Elle entreprit de prendre une gorgée puis tenta de détendre en s'enfonçant de nouveau dans le fauteuil. Elle était encore sonnée par les récents évènements mais elle garda toute sa dignité.

 — Comment va Yakath ? Amenez-la-moi, s'il vous plait, demanda-t-elle d'un ton pressant.

Tout le monde avait gardé le silence. Elle parcourut un à un les visages présents, les interrogeant du regard. Tous s'étaient assombris. Par gêne, chacun avait baissé les yeux pour ne pas rencontrer les siens.

 — Parlez ! Voyons ! s'énerva-t-elle.
 — Emma... Viens.

Luciath, l'air grave, lui tendit la main pour qu'elle se lève. Elle se redressa rapidement mais accusa un petit mouvement de vertige, une fois debout. La servante proposa de l'accompagner en la tenant par le bras. Emma ne refusa pas. Elle pressentit quelque chose de terrible. Le silence de tout le monde. Les regards tristes. Son mari abattu jusque dans sa démarche lente et courbée. Elle sentit même l'air un peu plus frais que d'habitude. Luciath fit un geste pour libérer la servante de ses obligations.
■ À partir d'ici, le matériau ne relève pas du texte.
pub fn build_request(attempt: &Attempt, questions: &[Question]) -> FeedbackRequest {
    match attempt.track() {
        Track::Objective => FeedbackRequest::Objective(ObjectiveFeedbackRequest {
            attempt_id: attempt.id.clone(),
            doc: ObjectiveAttemptDoc {
                quiz_name: attempt.quiz.name.clone(),
                subject: attempt.quiz.subject.clone(),
                year_level: attempt.quiz.year_level,
                score: attempt.score.clone(),
                topic_breakdown: attempt.topic_breakdown.clone(),
                duration: attempt.duration_seconds,
                questions: attempt
                    .answers
                    .iter()
                    .map(|a| QuestionOutcome {
                        question_id: a.question_id.clone(),
                        points_scored: a.points_scored,
                        points_available: a.points_available,
                    })
                    .collect(),
            },
        }),
        Track::Writing => {
            let prompts: HashMap<&str, &str> = questions
                .iter()
                .map(|q| (q.id.as_str(), q.text.as_str()))
                .collect();

            let answers: Vec<WritingAnswer> = attempt
                .answers
                .iter()
                .filter_map(|a| {
                    let text = a.free_text.as_deref()?.trim();
                    if text.is_empty() {
                        return None;
                    }
                    Some(WritingAnswer {
                        question_id: a.question_id.clone(),
                        prompt: prompts
                            .get(a.question_id.as_str())
                            .map(|p| p.to_string())
                            .unwrap_or_default(),
                        text: text.to_string(),
                    })
                })
                .collect();

            let writing_prompt = questions
                .iter()
                .find(|q| q.question_type == QuestionType::FreeText)
                .map(|q| q.text.clone())
                .unwrap_or_default();

            let student_writing = answers
                .iter()
                .map(|a| a.text.as_str())
                .collect::<Vec<_>>()
                .join("\n\n");

            FeedbackRequest::Writing(WritingFeedbackRequest {
                attempt_id: attempt.id.clone(),
                quiz_name: attempt.quiz.name.clone(),
                student_year: attempt
                    .quiz
                    .year_level
                    .or_else(|| infer_year_level_from_name(&attempt.quiz.name))
                    .unwrap_or(FALLBACK_WRITING_YEAR),
                writing_prompt,
                student_writing,
                text_type: None,
                answers,
            })
        }
    }
}

#[cfg(test)]
mod tests {
    use super::*;
    use crate::models::{AnswerRecord, FeedbackMeta, QuizSnapshot, TopicBreakdown, TopicScore};
    use serde_json::json;

    fn attempt(track: Track, status: AttemptStatus) -> Attempt {
        Attempt {
            id: "a-1".into(),
            learner_id: "child".into(),
            account_id: "parent".into(),
            quiz_id: "quiz".into(),
            quiz: QuizSnapshot {
                name: "Year 5 Writing".into(),
                subject: match track {
                    Track::Writing => "Writing".into(),
                    Track::Objective => "Numeracy".into(),
                },
                year_level: Some(5),
                total_points: 10,
                track,
            },
            status,
            attempt_number: 1,
            started_at: Utc::now(),
            submitted_at: Some(Utc::now()),
            duration_seconds: Some(120),
            expires_at: None,
            timer_expired: false,
            answers: vec![
                AnswerRecord {
                    question_id: "w1".into(),
                    free_text: Some("Once upon a time".into()),
                    ..Default::default()
                },
                AnswerRecord {
                    question_id: "w2".into(),
                    free_text: Some("   ".into()),
                    ..Default::default()
                },
            ],
            score: None,
            topic_breakdown: TopicBreakdown::new(),
            feedback: FeedbackMeta::pending(),
            feedback_payload: None,
            performance_analysis: None,
            proctoring: None,
        }
    }

    #[test]
    fn test_writing_score_top_level_and_overall() {
        let top = writing_score(&json!({ "total_score": 36, "max_score": 48 })).unwrap();
        assert_eq!(top.percentage, 75);
        assert_eq!(top.grade, "B");

        let nested = writing_score(&json!({ "overall": { "total_score": 20, "max_score": 48 } }))
            .unwrap();
        assert_eq!(nested.points, 20);
        assert!(!nested.pass);

        assert!(writing_score(&json!({ "total_score": 5 })).is_none());
        assert!(writing_score(&json!({ "total_score": 5, "max_score": 0 })).is_none());
    }

    #[test]
    fn test_writing_success_sets_score_and_ai_done() {
        let mut a = attempt(Track::Writing, AttemptStatus::Submitted);
        let outcome = GeneratorOutcome::Success {
            feedback: json!({ "overall": { "total_score": 40, "max_score": 48 } }),
            analysis: None,
            generated_at: None,
        };
        apply_outcome(&mut a, &outcome, Utc::now());

        assert_eq!(a.status, AttemptStatus::AiDone);
        assert_eq!(a.feedback.status, FeedbackStatus::Done);
        assert_eq!(a.score.as_ref().map(|s| s.points), Some(40));
        assert!(a.feedback.generated_at.is_some());
    }

    #[test]
    fn test_writing_failure_still_reaches_ai_done() {
        let mut a = attempt(Track::Writing, AttemptStatus::Submitted);
        let outcome = GeneratorOutcome::Failure {
            error: "quota exceeded".into(),
        };
        apply_outcome(&mut a, &outcome, Utc::now());

        assert_eq!(a.status, AttemptStatus::AiDone);
        assert_eq!(a.feedback.status, FeedbackStatus::Error);
        assert!(a.score.is_none());
    }

    #[test]
    fn test_objective_failure_keeps_scored() {
        let mut a = attempt(Track::Objective, AttemptStatus::Scored);
        let outcome = GeneratorOutcome::Failure {
            error: "bad payload".into(),
        };
        apply_outcome(&mut a, &outcome, Utc::now());

        assert_eq!(a.status, AttemptStatus::Scored);
        assert_eq!(a.feedback.status_message.as_deref(), Some("bad payload"));
    }

    #[test]
    fn test_writing_request_falls_back_to_name_year() {
        let mut a = attempt(Track::Writing, AttemptStatus::Submitted);
        a.quiz.year_level = None;
        a.quiz.name = "Year 7 Writing".into();
        let json = serde_json::to_value(build_request(&a, &[])).unwrap();
        assert_eq!(json["student_year"], 7);

        a.quiz.name = "Writing practice".into();
        let json = serde_json::to_value(build_request(&a, &[])).unwrap();
        assert_eq!(json["student_year"], FALLBACK_WRITING_YEAR);
    }

    #[test]
    fn test_objective_request_matches_generator_doc() {
        let mut a = attempt(Track::Objective, AttemptStatus::Scored);
        a.quiz.name = "Year 5 Numeracy".into();
        a.score = Some(summarize(3, 4));
        a.topic_breakdown
            .insert("fractions".into(), TopicScore { scored: 3, total: 4 });

        let json = serde_json::to_value(build_request(&a, &[])).unwrap();
        assert_eq!(json["attempt_id"], "a-1");
        let doc = &json["doc"];
        assert_eq!(doc["quiz_name"], "Year 5 Numeracy");
        assert_eq!(doc["score"]["points"], 3);
        assert_eq!(doc["score"]["available"], 4);
        assert_eq!(doc["score"]["percentage"], 75);
        assert_eq!(doc["topicBreakdown"]["fractions"]["scored"], 3);
        assert_eq!(doc["topicBreakdown"]["fractions"]["total"], 4);
        assert_eq!(doc["duration"], 120);
    }

    #[test]
    fn test_writing_request_skips_blank_answers() {
        let a = attempt(Track::Writing, AttemptStatus::Submitted);
        let questions = vec![Question {
            id: "w1".into(),
            quiz_id: "quiz".into(),
            question_type: QuestionType::FreeText,
            text: "Write a story about a storm".into(),
            points: 48,
            options: vec![],
            topics: vec![],
            position: 1,
        }];

        match build_request(&a, &questions) {
            FeedbackRequest::Writing(req) => {
                assert_eq!(req.writing_prompt, "Write a story about a storm");
                assert_eq!(req.student_writing, "Once upon a time");
                assert_eq!(req.answers.len(), 1);
                assert_eq!(req.answers[0].prompt, "Write a story about a storm");
                assert_eq!(req.student_year, 5);
            }
            other => panic!("unexpected request {:?}", other),
        }
    }
}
 — Retournez auprès des autres, s'il vous plait, Mademoiselle.

Elle s'exécuta et disparut. Le couple s'arrêta devant la chambre.
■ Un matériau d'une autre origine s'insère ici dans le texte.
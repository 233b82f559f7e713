use chrono::{DateTime, Utc};
use serde::{Deserialize, Serialize};

use super::attempt::{AttemptStatus, FeedbackStatus, ScoreSummary, TopicBreakdown};

/// Payload handed to the external feedback generator, one shape per track.
///
/// Serialized untagged: the generator scripts read their own stdin keys and
/// the HTTP transport carries the track in the path.
#[derive(Debug, Clone, Serialize, Deserialize)]
#[serde(untagged)]
pub enum FeedbackRequest {
    Objective(ObjectiveFeedbackRequest),
    Writing(WritingFeedbackRequest),
}

impl FeedbackRequest {
    pub fn attempt_id(&self) -> &str {
        match self {
            FeedbackRequest::Objective(req) => &req.attempt_id,
            FeedbackRequest::Writing(req) => &req.attempt_id,
        }
    }

    pub fn track_name(&self) -> &'static str {
        match self {
            FeedbackRequest::Objective(_) => "objective",
            FeedbackRequest::Writing(_) => "writing",
        }
    }
}

/// Objective payload: `{attempt_id, doc: {...}}`.
#[derive(Debug, Clone, Serialize, Deserialize)]
pub struct ObjectiveFeedbackRequest {
    pub attempt_id: String,
    pub doc: ObjectiveAttemptDoc,
}

/// Scored attempt as the subject feedback generator expects it.
#[derive(Debug, Clone, Serialize, Deserialize)]
pub struct ObjectiveAttemptDoc {
    pub quiz_name: String,
    pub subject: String,
    #[serde(skip_serializing_if = "Option::is_none")]
    pub year_level: Option<u8>,
    /// `points`, `available`, `percentage` and `grade`.
    #[serde(skip_serializing_if = "Option::is_none")]
    pub score: Option<ScoreSummary>,
    #[serde(rename = "topicBreakdown")]
    pub topic_breakdown: TopicBreakdown,
    /// Seconds between start and submission.
    #[serde(skip_serializing_if = "Option::is_none")]
    pub duration: Option<i64>,
    pub questions: Vec<QuestionOutcome>,
}

#[derive(Debug, Clone, Serialize, Deserialize)]
pub struct QuestionOutcome {
    pub question_id: String,
    pub points_scored: u32,
    pub points_available: u32,
}

/// Writing payload, flat: the evaluator requires `student_year`.
#[derive(Debug, Clone, Serialize, Deserialize)]
pub struct WritingFeedbackRequest {
    pub attempt_id: String,
    pub quiz_name: String,
    pub student_year: u8,
    pub writing_prompt: String,
    pub student_writing: String,
    #[serde(skip_serializing_if = "Option::is_none")]
    pub text_type: Option<String>,
    pub answers: Vec<WritingAnswer>,
}

#[derive(Debug, Clone, Serialize, Deserialize)]
pub struct WritingAnswer {
    pub question_id: String,
    pub prompt: String,
    pub text: String,
}

/// Raw generator response as it arrives on the wire.
#[derive(Debug, Clone, Deserialize)]
pub struct GeneratorResponse {
    pub success: bool,
    #[serde(default, alias = "result", alias = "ai_feedback")]
    pub feedback: Option<serde_json::Value>,
    #[serde(default)]
    pub performance_analysis: Option<serde_json::Value>,
    #[serde(default)]
    pub generated_at: Option<DateTime<Utc>>,
    #[serde(default)]
    pub error: Option<String>,
}

/// Settled result of one generator invocation.
#[derive(Debug, Clone, PartialEq)]
pub enum GeneratorOutcome {
    Success {
        feedback: serde_json::Value,
        analysis: Option<serde_json::Value>,
        generated_at: Option<DateTime<Utc>>,
    },
    Failure {
        error: String,
    },
}

impl From<GeneratorResponse> for GeneratorOutcome {
    fn from(response: GeneratorResponse) -> Self {
        match (response.success, response.feedback) {
            (true, Some(feedback)) => GeneratorOutcome::Success {
                feedback,
                analysis: response.performance_analysis,
                generated_at: response.generated_at,
            },
            (true, None) => GeneratorOutcome::Failure {
                error: "generator reported success without feedback".to_string(),
            },
            (false, _) => GeneratorOutcome::Failure {
                error: response
                    .error
                    .unwrap_or_else(|| "generator reported failure".to_string()),
            },
        }
    }
}

impl GeneratorOutcome {
    /// Parses generator output; anything malformed becomes a failure.
    pub fn parse(raw: &str) -> Self {
        let trimmed = raw.trim();
        if trimmed.is_empty() {
            return GeneratorOutcome::Failure {
                error: "generator returned an empty response".to_string(),
            };
        }

        match serde_json::from_str::<GeneratorResponse>(trimmed) {
            Ok(response) => response.into(),
            Err(err) => GeneratorOutcome::Failure {
                error: format!("malformed generator response: {}", err),
            },
        }
    }
}

#[derive(Debug, Clone, Default, Deserialize)]
pub struct RetryOneRequest {
    #[serde(default)]
    pub force: bool,
}

#[derive(Debug, Clone, Default, Deserialize)]
pub struct RetryBatchRequest {
    #[serde(default)]
    pub feedback_statuses: Option<Vec<FeedbackStatus>>,
    #[serde(default)]
    pub subject: Option<String>,
    #[serde(default)]
    pub limit: Option<u32>,
    #[serde(default)]
    pub force: bool,
}

/// Filter for selecting attempts eligible for bulk feedback retry.
#[derive(Debug, Clone)]
pub struct RetryFilter {
    pub feedback_statuses: Vec<FeedbackStatus>,
    pub subject: Option<String>,
    pub limit: u32,
}

#[derive(Debug, Clone, Serialize)]
pub struct FeedbackRunReport {
    pub attempt_id: String,
    pub status: AttemptStatus,
    pub feedback_status: FeedbackStatus,
    pub status_message: Option<String>,
}

#[derive(Debug, Clone, Serialize)]
pub struct RetryItemResult {
    pub attempt_id: String,
    pub success: bool,
    pub feedback_status: Option<FeedbackStatus>,
    pub error: Option<String>,
}

#[derive(Debug, Clone, Serialize)]
pub struct RetryBatchResponse {
    pub processed: usize,
    pub succeeded: usize,
    pub failed: usize,
    pub items: Vec<RetryItemResult>,
}

#[cfg(test)]
mod tests {
    use super::*;
    use crate::models::attempt::TopicScore;

    #[test]
    fn test_parse_success() {
        let raw = r#"{"success": true, "feedback": {"overall_feedback": "ok"},
            "performance_analysis": {"accuracy": 80.0},
            "generated_at": "2026-01-02T03:04:05Z"}"#;
        match GeneratorOutcome::parse(raw) {
            GeneratorOutcome::Success {
                feedback,
                analysis,
                generated_at,
            } => {
                assert_eq!(feedback["overall_feedback"], "ok");
                assert!(analysis.is_some());
                assert!(generated_at.is_some());
            }
            other => panic!("unexpected outcome {:?}", other),
        }
    }

    #[test]
    fn test_parse_accepts_result_alias() {
        let raw = r#"{"success": true, "result": {"overall": {"total_score": 30}}}"#;
        assert!(matches!(
            GeneratorOutcome::parse(raw),
            GeneratorOutcome::Success { .. }
        ));
    }

    #[test]
    fn test_parse_failure_payload() {
        let raw = r#"{"success": false, "error": "GEMINI_API_KEY environment variable is required"}"#;
        assert_eq!(
            GeneratorOutcome::parse(raw),
            GeneratorOutcome::Failure {
                error: "GEMINI_API_KEY environment variable is required".into()
            }
        );
    }

    #[test]
    fn test_parse_malformed_is_failure() {
        assert!(matches!(
            GeneratorOutcome::parse("Traceback (most recent call last):"),
            GeneratorOutcome::Failure { .. }
        ));
        assert!(matches!(
            GeneratorOutcome::parse("   "),
            GeneratorOutcome::Failure { .. }
        ));
        assert!(matches!(
            GeneratorOutcome::parse(r#"{"success": true}"#),
            GeneratorOutcome::Failure { .. }
        ));
    }

    #[test]
    fn test_writing_request_carries_student_year() {
        let req = FeedbackRequest::Writing(WritingFeedbackRequest {
            attempt_id: "a1".into(),
            quiz_name: "Year 3 Writing".into(),
            student_year: 3,
            writing_prompt: "Describe a day at the beach".into(),
            student_writing: "The sand was warm.".into(),
            text_type: None,
            answers: vec![],
        });
        let json = serde_json::to_value(&req).unwrap();
        assert_eq!(json["student_year"], 3);
        assert_eq!(json["writing_prompt"], "Describe a day at the beach");
        assert_eq!(json["student_writing"], "The sand was warm.");
        assert!(json.get("text_type").is_none());
        assert!(json.get("track").is_none());
        assert_eq!(req.track_name(), "writing");
    }

    #[test]
    fn test_objective_request_nests_doc() {
        let mut topics = TopicBreakdown::new();
        topics.insert("fractions".into(), TopicScore { scored: 1, total: 2 });
        let req = FeedbackRequest::Objective(ObjectiveFeedbackRequest {
            attempt_id: "a2".into(),
            doc: ObjectiveAttemptDoc {
                quiz_name: "Year 5 Numeracy".into(),
                subject: "Numeracy".into(),
                year_level: Some(5),
                score: Some(ScoreSummary {
                    points: 1,
                    available: 2,
                    percentage: 50,
                    grade: "D".into(),
                    pass: true,
                }),
                topic_breakdown: topics,
                duration: Some(300),
                questions: vec![],
            },
        });
        let json = serde_json::to_value(&req).unwrap();
        let doc = &json["doc"];
        assert_eq!(doc["quiz_name"], "Year 5 Numeracy");
        assert_eq!(doc["year_level"], 5);
        assert_eq!(doc["score"]["points"], 1);
        assert_eq!(doc["score"]["available"], 2);
        assert_eq!(doc["score"]["percentage"], 50);
        assert_eq!(doc["topicBreakdown"]["fractions"]["scored"], 1);
        assert_eq!(doc["topicBreakdown"]["fractions"]["total"], 2);
        assert_eq!(doc["duration"], 300);
        assert!(json.get("quiz_name").is_none());
    }
}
 — Ma chérie. Je t'avais dit que la présence de cet homme constituait un véritable danger pour notre famille, non ? Tu n'as pas mesuré l'ampleur de ce danger.
 — Qu'es-tu en train d'insinuer exactement ?
 — Ma chérie, écoute... Je n'insinue rien... Tu es sous le choc...
 — Quel choc ? Ne me prends pas pour une idiote, s'il te plait ! Tu crois que je n'ai pas vu ton manège avec le Colonel ? Vous vous êtes entendu pour Yakath, c'est ça ? Et puis, il connaissait le nom d'Isaac... Je sais que ce type n'a pas une once d'intelligence. Il ne connait même pas sa droite de sa gauche, c'est une brute sanguinaire que tu as toujours défendu et presque protégé, hein ? Alors ne me prends pas pour une idiote !

Le débit s'était accéléré. Elle s'était détachée de lui et même s'il était un peu plus grand qu'elle de quelques centimètres, elle lui fit face, le menton relevé. Mais elle ne cria pas. Il y avait toute la force d'une mère et d'une reine dans sa voix. Elle entra dans l'annexe de la chambre d'où on avait réduit l'éclairage au bleu.

Des dizaines de bougies faisaient vaciller les ombres autour du lit dans lequel Yakath se trouvait maintenant. Emma compris immédiatement. Pour sa première fille, disparue dans des circonstances tout aussi tragiques et mystérieuses, on avait organisé la même cérémonie. Les mêmes couleurs. Le même parfum d'ambiance. On l'avait retrouvée morte près du mur Sud de la Cité, criblée de balles. À l'époque, les Opposants furent désignés comme les coupables idéals et de sévères représailles furent conduites par Larse, mais il n'échappa pas à Emma certains aspects invraisemblables de cette affaire. Un certain Alessio, jeune homme de la Zone Libre avec qui sa fille parlait et dont Emma avait fait la connaissance, n'avait pas été retrouvé. On l'avait accusé de soutirer des informations stratégiques concernant la défense de la Cité ainsi que des renseignements à propos du Lazarus, informations que Tanya, sa première fille, aurait obtenues auprès de son père.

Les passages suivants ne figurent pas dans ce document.